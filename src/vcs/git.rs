//! Git backend, implemented by shelling out to the `git` binary.

use anyhow::{Context, Result, bail};
use log::{debug, warn};
use std::fs;
use std::path::Path;
use std::process::Command;

use super::Vcs;
use crate::error::BekuError;

pub const DEFAULT_REMOTE_NAME: &str = "origin";

fn run_git(args: &[&str], cwd: &Path) -> Result<String> {
    debug!("git {:?} in {}", args, cwd.display());
    let out = Command::new("git")
        .args(args)
        .current_dir(cwd)
        .output()
        .context("failed to execute git")?;
    if !out.status.success() {
        let stderr = String::from_utf8_lossy(&out.stderr);
        bail!("git {:?} failed ({}): {}", args, out.status, stderr.trim());
    }
    Ok(String::from_utf8_lossy(&out.stdout).trim().to_string())
}

/// Parse `git branch -r` output into bare branch names.
fn parse_remote_branches(output: &str) -> Vec<String> {
    output
        .lines()
        .map(str::trim)
        .filter(|line| !line.is_empty() && !line.contains("->"))
        .filter_map(|line| line.split_once('/').map(|(_, branch)| branch.to_string()))
        .filter(|branch| branch != "HEAD")
        .collect()
}

#[derive(Debug, Default, Clone, Copy)]
pub struct Git;

impl Vcs for Git {
    #[tracing::instrument(skip(self))]
    fn scan_version(&self, path: &Path) -> Result<String> {
        if let Ok(tag) = run_git(&["describe", "--tags", "--exact-match"], path)
            && !tag.is_empty()
        {
            return Ok(tag);
        }
        match run_git(&["rev-parse", "--short", "HEAD"], path) {
            Ok(commit) if !commit.is_empty() => Ok(commit),
            _ => Err(BekuError::NoVersionFound.into()),
        }
    }

    #[tracing::instrument(skip(self))]
    fn scan_remote(&self, path: &Path) -> Result<(String, String)> {
        let key = format!("remote.{}.url", DEFAULT_REMOTE_NAME);
        match run_git(&["config", "--get", &key], path) {
            Ok(url) if !url.is_empty() => Ok((DEFAULT_REMOTE_NAME.to_string(), url)),
            _ => Err(BekuError::NoRemoteFound.into()),
        }
    }

    #[tracing::instrument(skip(self))]
    fn fetch_all(&self, path: &Path) -> Result<()> {
        run_git(&["fetch", "--all", "--tags"], path).context("fetch all remotes")?;
        Ok(())
    }

    #[tracing::instrument(skip(self))]
    fn latest_tag(&self, path: &Path) -> Result<String> {
        let rev = run_git(&["rev-list", "--tags", "--max-count=1"], path)
            .context("get latest tag")?;
        if rev.is_empty() {
            bail!("no tag found");
        }
        run_git(&["describe", "--tags", "--abbrev=0", &rev], path).context("get latest tag")
    }

    #[tracing::instrument(skip(self))]
    fn latest_commit(&self, path: &Path, reference: &str) -> Result<String> {
        run_git(&["rev-parse", "--short", reference], path).context("get latest commit")
    }

    #[tracing::instrument(skip(self))]
    fn clone_repo(&self, remote_url: &str, dest: &Path) -> Result<()> {
        fs::create_dir_all(dest).context("clone repository")?;
        if fs::read_dir(dest).context("clone repository")?.next().is_some() {
            return Err(BekuError::DirNotEmpty(dest.to_path_buf())).context("clone repository");
        }
        run_git(&["clone", "--quiet", remote_url, "."], dest).context("clone repository")?;
        Ok(())
    }

    #[tracing::instrument(skip(self))]
    fn checkout_revision(
        &self,
        path: &Path,
        remote_name: &str,
        branch: &str,
        revision: &str,
    ) -> Result<()> {
        if revision.is_empty() {
            warn!("checkout {}: empty version", path.display());
            return Ok(());
        }

        // Local changes are dropped, a stash would get in the way of rebuilds.
        if let Err(err) = run_git(&["clean", "-qdff"], path) {
            debug!("checkout: {:#}", err);
        }
        if !branch.is_empty() {
            let upstream = format!("{}/{}", remote_name, branch);
            if let Err(err) = run_git(&["checkout", "-q", "-B", branch, "-t", &upstream], path) {
                debug!("checkout: {:#}", err);
            }
        }
        run_git(&["reset", "-q", "--hard", revision], path).context("checkout revision")?;
        Ok(())
    }

    #[tracing::instrument(skip(self))]
    fn log_revisions(&self, path: &Path, from_rev: &str, to_rev: &str) -> Result<String> {
        let range = format!("{}...{}", from_rev, to_rev);
        run_git(&["log", "--oneline", &range], path).context("log revisions")
    }

    #[tracing::instrument(skip(self))]
    fn remote_change(
        &self,
        path: &Path,
        old_name: &str,
        new_name: &str,
        new_url: &str,
    ) -> Result<()> {
        if !old_name.is_empty()
            && let Err(err) = run_git(&["remote", "remove", old_name], path)
        {
            warn!("remove remote: {:#}", err);
        }
        run_git(&["remote", "add", new_name, new_url], path).context("add remote")?;
        Ok(())
    }

    #[tracing::instrument(skip(self))]
    fn remote_branches(&self, path: &Path) -> Result<Vec<String>> {
        let out = run_git(&["branch", "-r"], path).context("list remote branches")?;
        Ok(parse_remote_branches(&out))
    }
}
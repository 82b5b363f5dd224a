use clap::Parser;

use segment_voucherify_sync::cli::{run, Cli};

#[tokio::main]
async fn main() {
    dotenvy::dotenv().ok();
    tracing_subscriber::fmt::init();

    let cli = Cli::parse();
    match run(cli).await {
        Ok(()) => std::process::exit(0),
        Err(e) => {
            eprintln!("[ERROR] {e:#}");
            std::process::exit(1);
        }
    }
}
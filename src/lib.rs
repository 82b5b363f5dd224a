#![doc = "segment-voucherify-sync: bulk migration of Segment.io Personas profiles into Voucherify."]

//! This crate contains the full synchronisation pipeline: paginated profile
//! listing from Segment, per-profile enrichment (traits and external ids),
//! mapping into Voucherify's customer schema, and chunked bulk upserts.
//! The controller in [`synchronise`] drives the loop and owns the resume
//! cursor; everything below it is stateless.
//!
//! # Usage
//! The binary wires [`segment::SegmentClient`] and
//! [`voucherify::VoucherifyClient`] into [`synchronise::synchronise`]; tests
//! substitute the mock implementations exported from [`contract`].

pub mod cli;
pub mod config;
pub mod contract;
pub mod enrich;
pub mod error;
pub mod limiter;
pub mod load_config;
pub mod mapper;
pub mod segment;
pub mod synchronise;
pub mod voucherify;
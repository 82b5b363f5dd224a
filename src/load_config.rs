//! Environment-driven construction of [`SyncConfig`].
//!
//! Fails fast with an error naming the missing or malformed variable, so a
//! misconfigured run never reaches the first API call.

use std::time::Duration;

use tracing::{error, info};

use crate::config::{SegmentConfig, SyncConfig, VoucherifyConfig};
use crate::error::SyncError;
use crate::synchronise::FailurePolicy;

const DEFAULT_PAGE_LIMIT: u32 = 100;
const DEFAULT_TRAITS_LIMIT: u32 = 15;
const DEFAULT_BATCH_SIZE: u32 = 100;
/// Matches the original integration's limiter setting (minTime: 10ms).
const DEFAULT_MIN_INTERVAL_MS: u32 = 10;

/// Build the full configuration from the environment plus the CLI-supplied
/// resume cursor and failure policy.
pub fn load_config(
    start_cursor: Option<String>,
    policy: FailurePolicy,
) -> Result<SyncConfig, SyncError> {
    let access_token = require_env("SEGMENT_ACCESS_TOKEN")?;
    let space_id = require_env("SEGMENT_SPACE_ID")?;
    let application_id = require_env("VOUCHERIFY_APPLICATION_ID")?;
    let secret_key = require_env("VOUCHERIFY_SECRET_KEY")?;

    let page_limit = positive_env("SEGMENT_REQUEST_LIMIT", DEFAULT_PAGE_LIMIT)?;
    let traits_limit = positive_env("SEGMENT_TRAITS_LIMIT", DEFAULT_TRAITS_LIMIT)?;
    let upsert_batch_size = positive_env("VOUCHERIFY_BATCH_SIZE", DEFAULT_BATCH_SIZE)? as usize;
    let min_interval_ms = positive_env("SYNC_MIN_INTERVAL_MS", DEFAULT_MIN_INTERVAL_MS)?;

    info!(
        page_limit,
        traits_limit, upsert_batch_size, min_interval_ms, "configuration loaded from environment"
    );

    Ok(SyncConfig {
        segment: SegmentConfig {
            access_token,
            space_id,
            traits_limit,
        },
        voucherify: VoucherifyConfig {
            application_id,
            secret_key,
        },
        page_limit,
        upsert_batch_size,
        min_request_interval: Duration::from_millis(min_interval_ms as u64),
        policy,
        start_cursor,
    })
}

fn require_env(name: &str) -> Result<String, SyncError> {
    match std::env::var(name) {
        Ok(value) if !value.is_empty() => Ok(value),
        _ => {
            error!(variable = name, "required environment variable not set");
            Err(SyncError::Config(format!(
                "{name} environment variable not set"
            )))
        }
    }
}

fn positive_env(name: &str, default: u32) -> Result<u32, SyncError> {
    match std::env::var(name) {
        Err(_) => Ok(default),
        Ok(raw) => {
            let value = raw.parse::<u32>().map_err(|e| {
                SyncError::Config(format!("{name} must be a positive integer: {e}"))
            })?;
            if value == 0 {
                return Err(SyncError::Config(format!(
                    "{name} must be greater than zero"
                )));
            }
            Ok(value)
        }
    }
}
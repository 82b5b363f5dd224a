//! Environment-driven configuration loading. Serialised because the tests
//! mutate process-wide environment variables.

use std::env;
use std::time::Duration;

use serial_test::serial;

use segment_voucherify_sync::load_config::load_config;
use segment_voucherify_sync::synchronise::FailurePolicy;

const REQUIRED: &[(&str, &str)] = &[
    ("SEGMENT_ACCESS_TOKEN", "test-token"),
    ("SEGMENT_SPACE_ID", "spa_123"),
    ("VOUCHERIFY_APPLICATION_ID", "app-456"),
    ("VOUCHERIFY_SECRET_KEY", "key-789"),
];

const OPTIONAL: &[&str] = &[
    "SEGMENT_REQUEST_LIMIT",
    "SEGMENT_TRAITS_LIMIT",
    "VOUCHERIFY_BATCH_SIZE",
    "SYNC_MIN_INTERVAL_MS",
];

fn set_required_env() {
    for (name, value) in REQUIRED {
        env::set_var(name, value);
    }
    for name in OPTIONAL {
        env::remove_var(name);
    }
}

#[test]
#[serial]
fn loads_with_defaults() {
    set_required_env();

    let config = load_config(None, FailurePolicy::RetryUpTo(3)).unwrap();
    assert_eq!(config.segment.access_token, "test-token");
    assert_eq!(config.segment.space_id, "spa_123");
    assert_eq!(config.voucherify.application_id, "app-456");
    assert_eq!(config.page_limit, 100);
    assert_eq!(config.segment.traits_limit, 15);
    assert_eq!(config.upsert_batch_size, 100);
    assert_eq!(config.min_request_interval, Duration::from_millis(10));
    assert_eq!(config.start_cursor, None);
}

#[test]
#[serial]
fn missing_variable_error_names_it() {
    set_required_env();
    env::remove_var("SEGMENT_SPACE_ID");

    let err = load_config(None, FailurePolicy::Stop).unwrap_err();
    assert!(
        err.to_string().contains("SEGMENT_SPACE_ID"),
        "error should name the missing variable: {err}"
    );
}

#[test]
#[serial]
fn optional_limits_are_overridable() {
    set_required_env();
    env::set_var("SEGMENT_REQUEST_LIMIT", "25");
    env::set_var("SEGMENT_TRAITS_LIMIT", "5");
    env::set_var("VOUCHERIFY_BATCH_SIZE", "50");
    env::set_var("SYNC_MIN_INTERVAL_MS", "100");

    let config = load_config(Some("abc".to_string()), FailurePolicy::Stop).unwrap();
    assert_eq!(config.page_limit, 25);
    assert_eq!(config.segment.traits_limit, 5);
    assert_eq!(config.upsert_batch_size, 50);
    assert_eq!(config.min_request_interval, Duration::from_millis(100));
    assert_eq!(config.start_cursor.as_deref(), Some("abc"));
}

#[test]
#[serial]
fn zero_limit_is_rejected() {
    set_required_env();
    env::set_var("VOUCHERIFY_BATCH_SIZE", "0");

    let err = load_config(None, FailurePolicy::Stop).unwrap_err();
    assert!(
        err.to_string().contains("VOUCHERIFY_BATCH_SIZE"),
        "error should name the invalid variable: {err}"
    );
}

#[test]
#[serial]
fn non_numeric_limit_is_rejected() {
    set_required_env();
    env::set_var("SEGMENT_REQUEST_LIMIT", "lots");

    assert!(load_config(None, FailurePolicy::Stop).is_err());
}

Your task:
Wherever a line in the data above holds "format", copy that line.

Reply:
        let key = format!("remote.{}.url", DEFAULT_REMOTE_NAME);
            let upstream = format!("{}/{}", remote_name, branch);
        let range = format!("{}...{}", from_rev, to_rev);
            Err(SyncError::Config(format!(
                SyncError::Config(format!("{name} must be a positive integer: {e}"))
                return Err(SyncError::Config(format!(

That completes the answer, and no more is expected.